The Archaeology in Tennessee blog would like to take this opportunity to apologize to our many readers for the time that has elapsed since our last post. In addition to coping with job hunting, occasional family health issues, and being quite literally iced in at our house in Oak Ridge (mayday—send bread and milk), we have been researching and writing a five-part series of posts on flint fishhooks. (We just heard a roar of laughter go up across Tennessee and the nation as we were typing the last part of that sentence.) Yes, going into the matter, we too thought it would be a ridiculous topic that could be dispensed with in an easy, quick-and-dirty post. However, as we proceeded on with our research, we quickly ran into a couple of totally unexpected things that, quite frankly, floored us with eye-crossing surprise. Looking more deeply into those issues required additional time and effort—and resulted in even more surprise. We are still doing some of the research, and we have completed about 70 percent of the writing in first draft form. The title of this series is Flint Fishhooks and Ivory Soap. Part I should be posted early next week.
This series of posts is part of our continuing 2015 effort to reach out to the average Tennessee citizen with information about archaeological issues (small and great) that often touch the lives of ordinary people in one way or another. While writing Part I, we noted the fact that many ordinary Tennesseans have a cigar box full of lithic artifacts that were accumulated by various means during childhood. We further noted that such boxes are sometimes Roi-Tan cigar boxes. This brought to mind an old TV commercial for Roi-Tan cigars that dates back to the 1960s. We were unable to find this particular commercial on You Tube or anywhere else on the Internet, but we do have some memory of it. It was narrated by a young Hispanic woman with a sultry voice. (No, it was not Edie Adams with a Spanish accent. She was the spokesperson for Muriel cigars.)

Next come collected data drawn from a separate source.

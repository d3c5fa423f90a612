//! Debug and I/O tracking configuration
//!
//! Both structs deserialize from camelCase keys with every field optional,
//! so a host can load them from any serde format and override only what it
//! needs.

use std::path::{Path, PathBuf};

use serde::{Deserialize, Serialize};

use super::error::{TelemetryError, TelemetryResult};
use crate::types::LogLevel;

/// Serialization shape of persisted I/O files
#[derive(Debug, Clone, Copy, PartialEq, Eq, Serialize, Deserialize, Default)]
#[serde(rename_all = "lowercase")]
pub enum FileFormat {
    /// Pretty-printed JSON, `.json`
    #[default]
    Json,
    /// Compact single-line JSON, `.jsonl`
    Jsonl,
}

impl FileFormat {
    pub fn extension(&self) -> &'static str {
        match self {
            FileFormat::Json => "json",
            FileFormat::Jsonl => "jsonl",
        }
    }

    /// Render a whole record in this format
    pub fn render(&self, value: &serde_json::Value) -> Result<String, serde_json::Error> {
        match self {
            FileFormat::Json => serde_json::to_string_pretty(value),
            FileFormat::Jsonl => serde_json::to_string(value),
        }
    }
}

/// I/O operation tracking options
#[derive(Debug, Clone, PartialEq, Serialize, Deserialize)]
#[serde(rename_all = "camelCase", default)]
pub struct IoTrackingConfiguration {
    pub enabled: bool,
    /// Wrap `receive_data` in start/end tracking automatically
    pub auto_record: bool,
    pub save_individual_files: bool,
    pub save_session_files: bool,
    pub individual_file_format: FileFormat,
    /// Only selects the extension; session files always hold one record per line
    pub session_file_format: FileFormat,
    /// Lines per session file before rotating to the next index
    pub max_entries_per_file: usize,
    /// Subdirectory of the phase directory that holds I/O files
    pub io_directory: PathBuf,
    pub include_timestamp: bool,
    pub include_duration: bool,
    /// Capacity of the in-memory I/O ring
    pub max_session_operations: usize,
}

impl Default for IoTrackingConfiguration {
    fn default() -> Self {
        Self {
            enabled: true,
            auto_record: false,
            save_individual_files: false,
            save_session_files: false,
            individual_file_format: FileFormat::Json,
            session_file_format: FileFormat::Jsonl,
            max_entries_per_file: 1000,
            io_directory: PathBuf::from("io"),
            include_timestamp: true,
            include_duration: true,
            max_session_operations: 1000,
        }
    }
}

impl IoTrackingConfiguration {
    pub fn disabled() -> Self {
        Self {
            enabled: false,
            ..Default::default()
        }
    }

    pub fn with_auto_record(mut self, auto_record: bool) -> Self {
        self.auto_record = auto_record;
        self
    }

    pub fn with_individual_files(mut self, save: bool) -> Self {
        self.save_individual_files = save;
        self
    }

    pub fn with_session_files(mut self, save: bool) -> Self {
        self.save_session_files = save;
        self
    }

    pub fn with_max_entries_per_file(mut self, max: usize) -> Self {
        self.max_entries_per_file = max;
        self
    }

    pub fn with_max_session_operations(mut self, max: usize) -> Self {
        self.max_session_operations = max;
        self
    }

    /// Whether any I/O file is written
    pub fn persists(&self) -> bool {
        self.enabled && (self.save_individual_files || self.save_session_files)
    }
}

/// Debug configuration of a component or engine
#[derive(Debug, Clone, PartialEq, Serialize, Deserialize)]
#[serde(rename_all = "camelCase", default)]
pub struct DebugConfiguration {
    pub enabled: bool,
    /// Minimum severity that gets recorded
    pub level: LogLevel,
    /// Capture a backtrace on warn and error entries
    pub record_stack: bool,
    pub max_log_entries: usize,
    pub console_output: bool,
    /// Log connection changes and received data at debug level
    pub track_data_flow: bool,
    /// Root of the phase directories
    pub base_directory: PathBuf,
    pub enable_file_logging: bool,
    /// Bytes per log file before a new one is started
    pub max_file_size: u64,
    /// Log files kept per phase directory
    pub max_log_files: usize,
    pub io_tracking: IoTrackingConfiguration,
}

impl Default for DebugConfiguration {
    fn default() -> Self {
        Self {
            enabled: true,
            level: LogLevel::Debug,
            record_stack: false,
            max_log_entries: 1000,
            console_output: false,
            track_data_flow: false,
            base_directory: PathBuf::from("debug-logs"),
            enable_file_logging: false,
            max_file_size: 10 * 1024 * 1024,
            max_log_files: 5,
            io_tracking: IoTrackingConfiguration::default(),
        }
    }
}

impl DebugConfiguration {
    /// Configuration that records nothing
    pub fn disabled() -> Self {
        Self {
            enabled: false,
            ..Default::default()
        }
    }

    pub fn with_base_directory<P: AsRef<Path>>(mut self, base_directory: P) -> Self {
        self.base_directory = base_directory.as_ref().to_path_buf();
        self
    }

    pub fn with_level(mut self, level: LogLevel) -> Self {
        self.level = level;
        self
    }

    pub fn with_max_log_entries(mut self, max: usize) -> Self {
        self.max_log_entries = max;
        self
    }

    pub fn with_file_logging(mut self, enabled: bool) -> Self {
        self.enable_file_logging = enabled;
        self
    }

    pub fn with_io_tracking(mut self, io_tracking: IoTrackingConfiguration) -> Self {
        self.io_tracking = io_tracking;
        self
    }

    /// Whether anything may be written below `base_directory`
    pub fn persists_to_disk(&self) -> bool {
        self.enabled && (self.enable_file_logging || self.io_tracking.persists())
    }

    /// Reject configurations the engine cannot honor
    pub fn validate(&self) -> TelemetryResult<()> {
        if self.max_log_entries == 0 {
            return Err(TelemetryError::InvalidConfiguration(
                "maxLogEntries must be greater than zero".to_string(),
            ));
        }
        if self.enable_file_logging && (self.max_file_size == 0 || self.max_log_files == 0) {
            return Err(TelemetryError::InvalidConfiguration(
                "maxFileSize and maxLogFiles must be greater than zero".to_string(),
            ));
        }
        let io = &self.io_tracking;
        if io.max_session_operations == 0 || io.max_entries_per_file == 0 {
            return Err(TelemetryError::InvalidConfiguration(
                "maxSessionOperations and maxEntriesPerFile must be greater than zero".to_string(),
            ));
        }
        if io.persists() && io.io_directory.as_os_str().is_empty() {
            return Err(TelemetryError::InvalidConfiguration(
                "ioDirectory must not be empty".to_string(),
            ));
        }
        Ok(())
    }
}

Well, best as possible, we managed to recall the Roi-Tan slogan the Hispanic lady used, which was an abbreviated variation on a closely related slogan that went “Man to man—smoke a Roi-Tan.” We also must note that some Roi-Tan cigar boxes during the 20th century were marked with “El Roi-Tan” instead of just “Roi-Tan.” While writing about flint fishhooks, we were overcome with joy about this old commercial and decided to inject a small intermission item into the Part I post just for fun. Unfortunately, it stuck out like a sore thumb in the middle of coldly serious archaeological writing—totally out of place. Therefore, we decided to move it into this somewhat lighter post to have some fun. If you feel inclined to do so, please join us in a little joy as we jointly pay vocal tribute to this old commercial and one type of informal Native American artifact curation box used by the average Tennessee child many years ago:
(Intermission: Just for fun, let us repeat this famous Roi-Tan cigar slogan from the 1960s and do it with our best sultry Spanish accents so the next-to-last, stretched-out syllable sucks hard on your uvula. The phonetics are already provided. All together now: “Mahn to mahn. El h’ r-r-r-r-r-oy Tahn!” Many of you are probably too young to remember this old commercial.)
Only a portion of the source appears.